Lograr que los niños y niñas salgan de estas casas hogares implica largos y costosos trámites. Los migrantes, según explica Evan Ajin, de la organización Nexus, no tienen derecho a un abogado de oficio, por tratarse de temas migratorios. «Si un niño de 5 años tiene que comparecer ante un juez y no tiene dinero para un abogado, entonces comparece solo», explica. «El Gobierno no quiere liberar a los niños. Siempre pone más y más barreras, simplemente para mantener a los niños retenidos por más tiempo», agrega Ajin.


El negocio que hay detrás. «Lo que sucede es que en este país hay mucho dinero detrás de la detención de los migrantes, porque las compañías privadas son las dueñas de estos centros de detenciones, y tienen contratos con el Gobierno federal para mantener a los niños. Reciben millones de dólares por día. Ellos dicen que los niños tienen problemas mentales y muchas cosas más. Y muchos niños, efectivamente, están sufriendo problemas mentales, porque fueron separados de sus papás», añade el vicepresidente de operaciones de Nexus.

Mauro Verzeletti, de los Misioneros Scalabrinianos, y director de la Casa del Migrante en El Salvador y Guatemala desde hace veinte años, acusa directamente al Gobierno de EEUU de esta situación. Verzeletti se encuentra en Ciudad de Guatemala, en las instalaciones este hogar acondicionado para el paso de migrantes desde Centroamérica a Estados Unidos.

«Hay niños en procesos de adopción y hay niños desaparecidos, que los padres no saben dónde están, que viven en una situación de desaparecidos y Estados Unidos va a tener un problema serio en el futuro por el mal procedimiento», alerta el religioso, que explica que la Casa del Migrante acompaña a cuatro familias guatemaltecas que fueron separadas de sus hijos y que actualmente no saben nada de ellos.

«Estados Unidos está violando la Constitución de la República y los convenios internacionales de la niñez, y no está respetando el derecho superior de los niños y las niñas. Hoy, el Gobierno norteamericano está reproduciendo el nazismo», añade Verzeletti.

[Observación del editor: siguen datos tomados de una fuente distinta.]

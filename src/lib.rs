//! MCP server for schema discovery and safe, read-only querying.
//!
//! Connects to PostgreSQL or SQL Server, discovers the catalog once per
//! connection and exposes it to MCP clients alongside row-capped
//! SELECT execution, table previews and text search.
//!
//! # Example
//!
//! ```no_run
//! use schema_discovery_mcp::{
//!     config::ServerConfig,
//!     protocol::McpServerBuilder,
//!     server::{McpHandler, ServerStateBuilder},
//!     session::DiscoverySession,
//! };
//! use std::sync::Arc;
//!
//! #[tokio::main]
//! async fn main() -> anyhow::Result<()> {
//!     let config = ServerConfig::from_env()?;
//!
//!     // The session starts disconnected until `connect_database` is called
//!     let session = Arc::new(DiscoverySession::new(config.database_type, config.query));
//!
//!     let state = Arc::new(
//!         ServerStateBuilder::new()
//!             .config(config)
//!             .session(session)
//!             .build()
//!             .map_err(|e| anyhow::anyhow!(e))?,
//!     );
//!
//!     let server = McpServerBuilder::new()
//!         .handler(McpHandler::new(state))
//!         .with_tools()
//!         .build()?;
//!
//!     server.run().await?;
//!     Ok(())
//! }
//! ```

pub mod config;
pub mod database;
pub mod discovery;
pub mod error;
pub mod protocol;
pub mod security;
pub mod server;
pub mod session;
pub mod tools;

pub use config::{DatabaseConfig, DatabaseConfigBuilder, DatabaseType, QueryConfig, ServerConfig};
pub use database::{CatalogIntrospector, Connection, Connector, QueryResult, create_introspector};
pub use discovery::{SchemaSnapshot, TableDescriptor};
pub use error::{ErrorKind, McpError, Result};
pub use protocol::{McpServer, McpServerBuilder};
pub use security::SqlValidator;
pub use server::{McpHandler, ServerState, ServerStateBuilder};
pub use session::{ConnectSummary, DiscoverySession};
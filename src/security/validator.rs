//! SQL statement validator.
//!
//! Two checks, in order: the statement must start with `SELECT`, and its
//! upper-cased text must not contain any blacklisted token. The token check is
//! a plain substring match over the whole statement, so it also fires inside
//! string literals and identifiers (`'UPDATE-2024'`, `created_at`).
//!
//! SQL Server gets a third check. T-SQL batches need no separator and
//! `SELECT ... INTO` writes, so statements bound for SQL Server must be a
//! single statement free of the words in [`MSSQL_FORBIDDEN_WORDS`]. This check
//! looks at code only: string literals, quoted identifiers and comments are
//! blanked out first.

use crate::config::DatabaseType;
use crate::error::{SecurityError, SecurityResult};
use once_cell::sync::Lazy;
use regex::Regex;
use tracing::{debug, warn};

/// Tokens refused anywhere in a statement.
pub const FORBIDDEN_TOKENS: &[&str] = &[
    "DROP",
    "DELETE",
    "UPDATE",
    "INSERT",
    "TRUNCATE",
    "ALTER",
    "CREATE",
    "EXEC",
    "XP_CMDSHELL",
    "SP_",
];

static FORBIDDEN_PATTERN: Lazy<Regex> = Lazy::new(|| {
    let alternation = FORBIDDEN_TOKENS
        .iter()
        .map(|t| regex::escape(t))
        .collect::<Vec<_>>()
        .join("|");
    Regex::new(&alternation).expect("Invalid regex: forbidden token pattern")
});

/// Words refused in the code of a SQL Server statement.
pub const MSSQL_FORBIDDEN_WORDS: &[&str] = &[
    "INTO",
    "MERGE",
    "GRANT",
    "REVOKE",
    "DENY",
    "KILL",
    "COMMIT",
    "ROLLBACK",
    "SHUTDOWN",
    "RECONFIGURE",
    "DBCC",
    "BACKUP",
    "RESTORE",
    "BULK",
    "USE",
    "WAITFOR",
    "OPENROWSET",
    "OPENDATASOURCE",
    "OPENQUERY",
];

static MSSQL_FORBIDDEN_PATTERN: Lazy<Regex> = Lazy::new(|| {
    let alternation = MSSQL_FORBIDDEN_WORDS.join("|");
    Regex::new(&format!(r"\b(?:{})\b", alternation)).expect("Invalid regex: T-SQL word pattern")
});

/// SELECT-only statement validator.
#[derive(Debug, Clone, Default)]
pub struct SqlValidator;

impl SqlValidator {
    pub fn new() -> Self {
        Self
    }

    /// Validate a statement before it reaches the engine.
    pub fn validate(&self, query: &str) -> SecurityResult<()> {
        let upper = query.trim().to_uppercase();
        debug!("Validating query: {}", preview(&upper));

        if !upper.starts_with("SELECT") {
            warn!("Rejected non-SELECT statement");
            return Err(SecurityError::NotSelect);
        }

        if let Some(found) = FORBIDDEN_PATTERN.find(&upper) {
            warn!("Forbidden token detected: {}", found.as_str());
            return Err(SecurityError::ForbiddenKeyword(found.as_str().to_string()));
        }

        Ok(())
    }

    /// [`validate`](Self::validate) plus the checks specific to `engine`.
    pub fn validate_for(&self, engine: DatabaseType, query: &str) -> SecurityResult<()> {
        self.validate(query)?;

        if engine == DatabaseType::Mssql {
            let code = code_only(query).to_uppercase();
            if code.trim_end().trim_end_matches(';').contains(';') {
                warn!("Rejected multi-statement batch");
                return Err(SecurityError::MultipleStatements);
            }
            if let Some(found) = MSSQL_FORBIDDEN_PATTERN.find(&code) {
                warn!("Forbidden T-SQL word detected: {}", found.as_str());
                return Err(SecurityError::ForbiddenKeyword(found.as_str().to_string()));
            }
        }

        Ok(())
    }
}

/// `query` with literal, quoted-identifier and comment contents replaced by spaces.
fn code_only(query: &str) -> String {
    let mut out = String::with_capacity(query.len());
    let mut chars = query.chars().peekable();
    let mut closing: Option<char> = None;

    while let Some(c) = chars.next() {
        if let Some(end) = closing {
            if c == end {
                // Doubled delimiters are escapes ('' and ]] and "").
                if chars.peek() == Some(&end) {
                    chars.next();
                    out.push_str("  ");
                } else {
                    closing = None;
                    out.push(c);
                }
            } else {
                out.push(' ');
            }
            continue;
        }

        match (c, chars.peek()) {
            ('\'', _) => closing = Some('\''),
            ('"', _) => closing = Some('"'),
            ('[', _) => closing = Some(']'),
            ('-', Some('-')) => {
                for next in chars.by_ref() {
                    if next == '\n' {
                        break;
                    }
                }
                out.push('\n');
                continue;
            }
            ('/', Some('*')) => {
                chars.next();
                let mut prev = ' ';
                for next in chars.by_ref() {
                    if prev == '*' && next == '/' {
                        break;
                    }
                    prev = next;
                }
                out.push(' ');
                continue;
            }
            _ => {}
        }
        out.push(c);
    }
    out
}

fn preview(query: &str) -> &str {
    match query.char_indices().nth(100) {
        Some((end, _)) => &query[..end],
        None => query,
    }
}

La última vez que veo a Ovidio, el 10 de octubre, este todavía no se ha reencontrado con su hija. Nos espera en su casa de adobe, junto a sus cuatro hermanos y hermanas menores. Hasta el momento, según lo que le ha contado Ashly por teléfono, su hija ya ha comparecido tres veces en el juzgado. «Ella dijo en la Corte que quería regresar y el Tono (Juan Antonio, su tío) ya no la quiso», explica Ovidio.

Así, después de cuatro meses, separada de su padre y retenida en diferentes albergues de Estados Unidos, esta niña de 7 años finalmente puede que regrese a Guatemala a reencontrarse con su familia. O, al menos, eso es con lo que ellos sueñan.